Stored data
▬▬▬
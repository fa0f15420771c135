//! Profile image storage
//!
//! Local-disk object storage for the `profile-images` bucket. Each user has
//! one image at `{user_id}/profile.{ext}`; uploading a new image overwrites
//! or replaces it, and the previous file is removed best-effort.

use anyhow::{Context, Result};
use std::path::PathBuf;
use std::sync::Arc;
use tokio::fs;

use crate::config::StorageConfig;

/// Bucket directory under the storage root
const BUCKET: &str = "profile-images";

/// Error types for storage operations
#[derive(Debug, thiserror::Error)]
pub enum StorageError {
    /// Rejected MIME type
    #[error("Invalid file type: {0}")]
    InvalidType(String),

    /// File exceeds the configured size limit
    #[error("File too large: {size} bytes (maximum {max})")]
    TooLarge { size: u64, max: u64 },

    /// Internal error
    #[error("Storage error: {0}")]
    InternalError(#[from] anyhow::Error),
}

/// Disk-backed image storage for profile pictures
pub struct ImageStorage {
    config: Arc<StorageConfig>,
}

impl ImageStorage {
    /// Create a new image storage over the configured root directory
    pub fn new(config: Arc<StorageConfig>) -> Self {
        Self { config }
    }

    /// Root directory of the profile-images bucket
    pub fn bucket_root(&self) -> PathBuf {
        self.config.path.join(BUCKET)
    }

    /// Store a user's profile image, replacing any previous one.
    ///
    /// Validates the MIME type and size, writes the file at
    /// `{user_id}/profile.{ext}` and returns the public URL. A previous
    /// image with a different extension is deleted best-effort: a failed
    /// delete is logged and does not block the upload.
    pub async fn store_profile_image(
        &self,
        user_id: i64,
        content_type: &str,
        data: &[u8],
        previous_url: Option<&str>,
    ) -> Result<String, StorageError> {
        if !self.config.is_type_allowed(content_type) {
            return Err(StorageError::InvalidType(content_type.to_string()));
        }

        if data.len() as u64 > self.config.max_image_size {
            return Err(StorageError::TooLarge {
                size: data.len() as u64,
                max: self.config.max_image_size,
            });
        }

        if let Some(url) = previous_url {
            if let Err(e) = self.remove_by_url(url).await {
                tracing::warn!("Failed to delete previous profile image {}: {}", url, e);
            }
        }

        let ext = self.config.get_extension(content_type);
        let user_dir = self.bucket_root().join(user_id.to_string());
        fs::create_dir_all(&user_dir)
            .await
            .with_context(|| format!("Failed to create upload dir: {:?}", user_dir))?;

        let file_path = user_dir.join(format!("profile.{}", ext));
        fs::write(&file_path, data)
            .await
            .with_context(|| format!("Failed to save file: {:?}", file_path))?;

        Ok(format!("/uploads/{}/{}/profile.{}", BUCKET, user_id, ext))
    }

    /// Delete the object behind a public URL produced by this storage
    pub async fn remove_by_url(&self, url: &str) -> Result<()> {
        let relative = url
            .strip_prefix("/uploads/")
            .ok_or_else(|| anyhow::anyhow!("Not a storage URL: {}", url))?;

        // Keep deletes inside the storage root
        if relative.contains("..") {
            anyhow::bail!("Refusing path traversal in storage URL: {}", url);
        }

        let path = self.config.path.join(relative);
        if path.exists() {
            fs::remove_file(&path)
                .await
                .with_context(|| format!("Failed to delete file: {:?}", path))?;
        }

        Ok(())
    }
}

#[cfg(test)]
mod tests {
    use super::*;

    fn test_storage() -> (tempfile::TempDir, ImageStorage) {
        let dir = tempfile::tempdir().expect("Failed to create temp dir");
        let config = StorageConfig {
            path: dir.path().to_path_buf(),
            max_image_size: 1024,
            allowed_types: vec!["image/png".to_string(), "image/jpeg".to_string()],
        };
        let storage = ImageStorage::new(Arc::new(config));
        (dir, storage)
    }

    #[tokio::test]
    async fn test_store_profile_image() {
        let (dir, storage) = test_storage();

        let url = storage
            .store_profile_image(7, "image/png", b"fake png bytes", None)
            .await
            .expect("Failed to store image");

        assert_eq!(url, "/uploads/profile-images/7/profile.png");
        assert!(dir.path().join("profile-images/7/profile.png").exists());
    }

    #[tokio::test]
    async fn test_rejects_disallowed_type() {
        let (_dir, storage) = test_storage();

        let result = storage
            .store_profile_image(7, "application/pdf", b"%PDF", None)
            .await;

        assert!(matches!(result, Err(StorageError::InvalidType(_))));
    }

    #[tokio::test]
    async fn test_rejects_oversized_file() {
        let (_dir, storage) = test_storage();
        let big = vec![0u8; 2048];

        let result = storage.store_profile_image(7, "image/png", &big, None).await;

        assert!(matches!(result, Err(StorageError::TooLarge { .. })));
    }

    #[tokio::test]
    async fn test_replaces_previous_image_with_other_extension() {
        let (dir, storage) = test_storage();

        let old_url = storage
            .store_profile_image(7, "image/jpeg", b"jpeg bytes", None)
            .await
            .unwrap();
        assert!(dir.path().join("profile-images/7/profile.jpg").exists());

        let new_url = storage
            .store_profile_image(7, "image/png", b"png bytes", Some(&old_url))
            .await
            .unwrap();

        assert_eq!(new_url, "/uploads/profile-images/7/profile.png");
        assert!(!dir.path().join("profile-images/7/profile.jpg").exists());
        assert!(dir.path().join("profile-images/7/profile.png").exists());
    }

    #[tokio::test]
    async fn test_upload_survives_failed_delete_of_previous() {
        let (_dir, storage) = test_storage();

        // Previous URL pointing at nothing; delete is a no-op, upload proceeds
        let url = storage
            .store_profile_image(7, "image/png", b"bytes", Some("/uploads/profile-images/7/profile.gif"))
            .await
            .expect("Upload must not fail when the old object is gone");

        assert_eq!(url, "/uploads/profile-images/7/profile.png");
    }

    #[tokio::test]
    async fn test_remove_by_url_rejects_traversal() {
        let (_dir, storage) = test_storage();

        let result = storage.remove_by_url("/uploads/../etc/passwd").await;
        assert!(result.is_err());
    }
}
▬▬▬
__What you have to do__
What is needed is a count of the lines in the data that contain the word "object"; please give it and no other words.

__Exercise solution__
3